My oldest sister was sent out on the road  to handle the pageant business without adult supervision as a teenager . I was driving thousands of miles  at sixteen  to manage productions  and sent out to handle the Harlem Queens professional barnstorm basketball team at nineteen by myself.
I worked by my dads side in bookings, promotion, publicity, in my formative years. What he taught me is immeasurable and allowed me to step into positions I was hired for with no experience in each field the osmosis set in.

From idea or concept to fruition and follow through those are skills  I learned by osmosis. There was no room for fear, trouble shooting and dealing with bumps in the road and egos  were required skills.

I imagine my dad and mom thought sending adolescents out on the road was not unusual or unsafe.
My dad was booking the jazz and Big Band Orchestras with crooners as they were called at fifteen, on his own. My mom joined his barnstorm pro basketball team traveling  hundreds of thousands of miles a year just out of high school. What was normal is our family was normal to the other barnstormers.

I met variety acts with kids traveling with their parents making a living as entertainers and saw young seventeen year old girls out of towns with populations less than the crowds they played go on the courts as professionals taking on a man's game. Osmosis and developmental years .

Today when an actor or musician talks about taking their family with them on tours they are revered by some criticized by others for exposing their children to the road. The best education a child can receive, is  exposure to  a rainbow of people communities and   enviroments  and experiences.

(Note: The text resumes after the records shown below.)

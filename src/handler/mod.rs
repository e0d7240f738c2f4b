use serde::{Deserialize, Serialize};
use tracing::{debug, warn};

use crate::store::{LedgerStore, StoreError};

/// Errors produced while handling a single transaction proposal. Every
/// variant names the asset it concerns; none is retried here.
#[derive(Debug, thiserror::Error)]
pub enum HandlerError {
    #[error("incorrect arguments, expecting a key and a value")]
    IncorrectArguments,
    #[error("failed to create asset {key}")]
    CreateFailed { key: String },
    #[error("failed to set asset {key}")]
    SetFailed { key: String },
    #[error("failed to get asset {key}: {source}")]
    GetFailed { key: String, source: StoreError },
    #[error("asset not found: {key}")]
    NotFound { key: String },
}

/// Outcome of one transaction proposal: a success payload or a failure
/// message, never both.
#[derive(Clone, Debug, Serialize, Deserialize, PartialEq, Eq)]
#[serde(tag = "status", rename_all = "snake_case")]
pub enum Response {
    Success {
        #[serde(with = "payload_base64")]
        payload: Vec<u8>,
    },
    Failure {
        message: String,
    },
}

impl Response {
    pub fn success(payload: impl Into<Vec<u8>>) -> Self {
        Response::Success {
            payload: payload.into(),
        }
    }

    pub fn failure(message: impl Into<String>) -> Self {
        Response::Failure {
            message: message.into(),
        }
    }

    pub fn is_success(&self) -> bool {
        matches!(self, Response::Success { .. })
    }
}

/// Stateless handler for single key/value assets. All asset state lives in
/// the [`LedgerStore`] supplied with each call; the handler keeps nothing
/// across invocations.
#[derive(Clone, Copy, Debug, Default)]
pub struct AssetHandler;

impl AssetHandler {
    pub fn new() -> Self {
        AssetHandler
    }

    /// Called exactly once, before any [`invoke`](Self::invoke), to seed the
    /// ledger with the initial key/value pair.
    pub fn initialize(&self, store: &mut dyn LedgerStore, args: &[String]) -> Response {
        let (key, value) = match two_args(args) {
            Ok(pair) => pair,
            Err(err) => return Response::failure(err.to_string()),
        };
        if let Err(err) = store.put(key, value.as_bytes()) {
            warn!(key, %err, "asset create failed");
            let failed = HandlerError::CreateFailed { key: key.to_owned() };
            return Response::failure(failed.to_string());
        }
        debug!(key, "asset created");
        Response::success(Vec::new())
    }

    /// Called once per transaction after initialization. `"set"` routes to
    /// the write path; every other function name, `"get"` included, falls
    /// through to the read path.
    pub fn invoke(&self, store: &mut dyn LedgerStore, function: &str, args: &[String]) -> Response {
        let result = if function == "set" {
            do_set(store, args)
        } else {
            do_get(store, args)
        };
        match result {
            Ok(value) => Response::success(value.into_bytes()),
            Err(err) => {
                warn!(function, %err, "transaction failed");
                Response::failure(err.to_string())
            }
        }
    }
}

fn two_args(args: &[String]) -> Result<(&str, &str), HandlerError> {
    match args {
        [key, value] => Ok((key.as_str(), value.as_str())),
        _ => Err(HandlerError::IncorrectArguments),
    }
}

/// Stores the asset, creating it if the key is new, and echoes the stored
/// value back as the result.
fn do_set(store: &mut dyn LedgerStore, args: &[String]) -> Result<String, HandlerError> {
    let (key, value) = two_args(args)?;
    store
        .put(key, value.as_bytes())
        .map_err(|_| HandlerError::SetFailed { key: key.to_owned() })?;
    debug!(key, "asset set");
    Ok(value.to_owned())
}

/// Reads the asset named by the first argument. The read uses only the key,
/// but the two-argument shape is part of the call contract and is enforced
/// before the store is touched.
fn do_get(store: &mut dyn LedgerStore, args: &[String]) -> Result<String, HandlerError> {
    let (key, _) = two_args(args)?;
    let value = store.get(key).map_err(|err| HandlerError::GetFailed {
        key: key.to_owned(),
        source: err,
    })?;
    match value {
        Some(bytes) => Ok(String::from_utf8_lossy(&bytes).into_owned()),
        None => Err(HandlerError::NotFound { key: key.to_owned() }),
    }
}


pub(crate) mod payload_base64 {
    use base64::{engine::general_purpose, Engine as _};
    use serde::{de::Error, Deserialize, Deserializer, Serializer};

    pub fn serialize<S>(value: &Vec<u8>, serializer: S) -> Result<S::Ok, S::Error>
    where
        S: Serializer,
    {
        serializer.serialize_str(&general_purpose::STANDARD.encode(value))
    }

    pub fn deserialize<'de, D>(deserializer: D) -> Result<Vec<u8>, D::Error>
    where
        D: Deserializer<'de>,
    {
        let encoded = String::deserialize(deserializer)?;
        general_purpose::STANDARD
            .decode(&encoded)
            .map_err(D::Error::custom)
    }
}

Harlean who was a Texas CowGirl said " to this day I can still pack and be ready to go in an instant because I lived that way for years and was responsible as team manager for getting everyone going  and on time to the next game",

The next town, the next game, the next show, the next city, the next season, the next finals The Next was an anthem in our house, and for the small network of barnsormers that lived that  glorious  life.